Filter the lines below, copying only those with the string "enum".

───── Records supplied

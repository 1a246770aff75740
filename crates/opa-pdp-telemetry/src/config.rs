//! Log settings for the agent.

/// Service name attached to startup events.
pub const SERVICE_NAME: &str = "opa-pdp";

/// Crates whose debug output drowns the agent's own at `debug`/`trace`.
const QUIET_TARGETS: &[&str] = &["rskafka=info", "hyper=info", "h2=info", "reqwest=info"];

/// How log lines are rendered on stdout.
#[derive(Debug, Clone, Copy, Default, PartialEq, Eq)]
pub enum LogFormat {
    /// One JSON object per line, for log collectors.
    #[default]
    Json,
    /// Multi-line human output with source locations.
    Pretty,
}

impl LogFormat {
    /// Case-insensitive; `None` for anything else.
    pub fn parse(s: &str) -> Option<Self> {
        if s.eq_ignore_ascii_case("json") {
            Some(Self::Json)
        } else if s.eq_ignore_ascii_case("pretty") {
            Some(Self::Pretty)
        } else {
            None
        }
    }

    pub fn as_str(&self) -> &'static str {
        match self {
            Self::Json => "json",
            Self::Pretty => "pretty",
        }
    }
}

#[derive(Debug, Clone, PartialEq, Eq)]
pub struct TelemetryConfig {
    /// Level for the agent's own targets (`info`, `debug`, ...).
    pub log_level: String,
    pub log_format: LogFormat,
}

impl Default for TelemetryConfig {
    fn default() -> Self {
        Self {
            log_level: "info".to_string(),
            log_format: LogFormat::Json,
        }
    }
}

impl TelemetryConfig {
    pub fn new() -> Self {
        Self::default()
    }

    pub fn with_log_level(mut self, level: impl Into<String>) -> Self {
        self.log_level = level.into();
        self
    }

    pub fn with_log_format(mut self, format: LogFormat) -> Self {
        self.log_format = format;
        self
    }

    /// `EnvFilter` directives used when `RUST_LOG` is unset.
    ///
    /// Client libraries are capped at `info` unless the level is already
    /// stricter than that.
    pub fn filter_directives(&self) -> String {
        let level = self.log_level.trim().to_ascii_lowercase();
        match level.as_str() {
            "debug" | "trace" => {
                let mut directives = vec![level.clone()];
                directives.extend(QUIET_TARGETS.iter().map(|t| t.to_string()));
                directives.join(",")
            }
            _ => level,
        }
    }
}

──────────
───── Records supplied

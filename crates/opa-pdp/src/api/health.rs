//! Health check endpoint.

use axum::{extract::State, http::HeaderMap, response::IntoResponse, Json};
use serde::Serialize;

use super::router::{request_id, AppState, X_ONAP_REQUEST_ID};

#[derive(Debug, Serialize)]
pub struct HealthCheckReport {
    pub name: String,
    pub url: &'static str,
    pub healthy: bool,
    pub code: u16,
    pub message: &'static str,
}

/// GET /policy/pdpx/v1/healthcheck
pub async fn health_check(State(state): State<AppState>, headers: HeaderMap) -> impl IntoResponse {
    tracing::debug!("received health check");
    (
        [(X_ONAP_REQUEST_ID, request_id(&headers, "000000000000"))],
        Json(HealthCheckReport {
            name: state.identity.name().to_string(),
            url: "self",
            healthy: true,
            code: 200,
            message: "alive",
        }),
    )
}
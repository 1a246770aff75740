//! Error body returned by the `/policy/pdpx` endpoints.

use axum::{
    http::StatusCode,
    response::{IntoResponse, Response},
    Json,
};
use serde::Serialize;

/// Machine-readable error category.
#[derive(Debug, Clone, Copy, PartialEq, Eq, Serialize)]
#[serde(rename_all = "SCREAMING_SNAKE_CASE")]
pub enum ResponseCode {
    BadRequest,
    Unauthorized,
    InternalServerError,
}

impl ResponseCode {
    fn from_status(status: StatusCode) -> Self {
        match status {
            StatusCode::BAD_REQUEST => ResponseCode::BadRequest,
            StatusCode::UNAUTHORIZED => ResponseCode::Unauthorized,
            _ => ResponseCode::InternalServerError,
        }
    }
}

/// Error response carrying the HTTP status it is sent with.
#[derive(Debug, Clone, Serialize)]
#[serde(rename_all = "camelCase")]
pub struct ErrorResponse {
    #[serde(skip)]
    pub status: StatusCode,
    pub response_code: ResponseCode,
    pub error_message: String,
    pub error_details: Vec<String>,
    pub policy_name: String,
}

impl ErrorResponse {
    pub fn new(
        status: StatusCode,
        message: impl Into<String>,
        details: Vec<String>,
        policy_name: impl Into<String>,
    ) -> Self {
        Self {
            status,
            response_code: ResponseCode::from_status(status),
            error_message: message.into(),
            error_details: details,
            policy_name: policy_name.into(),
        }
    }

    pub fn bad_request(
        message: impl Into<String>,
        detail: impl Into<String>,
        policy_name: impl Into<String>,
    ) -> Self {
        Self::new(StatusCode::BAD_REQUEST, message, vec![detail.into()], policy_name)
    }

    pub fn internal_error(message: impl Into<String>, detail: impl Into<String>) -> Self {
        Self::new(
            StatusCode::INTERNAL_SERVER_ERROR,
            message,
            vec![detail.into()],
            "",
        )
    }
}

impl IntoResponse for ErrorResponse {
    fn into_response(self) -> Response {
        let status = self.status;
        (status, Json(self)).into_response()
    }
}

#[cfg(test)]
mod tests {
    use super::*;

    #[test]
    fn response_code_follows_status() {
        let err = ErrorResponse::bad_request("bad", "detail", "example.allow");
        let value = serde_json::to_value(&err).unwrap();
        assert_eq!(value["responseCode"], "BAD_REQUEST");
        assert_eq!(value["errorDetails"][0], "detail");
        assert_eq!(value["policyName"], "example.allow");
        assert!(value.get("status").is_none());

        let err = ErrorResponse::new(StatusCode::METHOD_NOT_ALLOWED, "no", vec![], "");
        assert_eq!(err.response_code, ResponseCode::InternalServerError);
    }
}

──────────

Answer to the exercise »
pub enum LogFormat {
pub enum ResponseCode {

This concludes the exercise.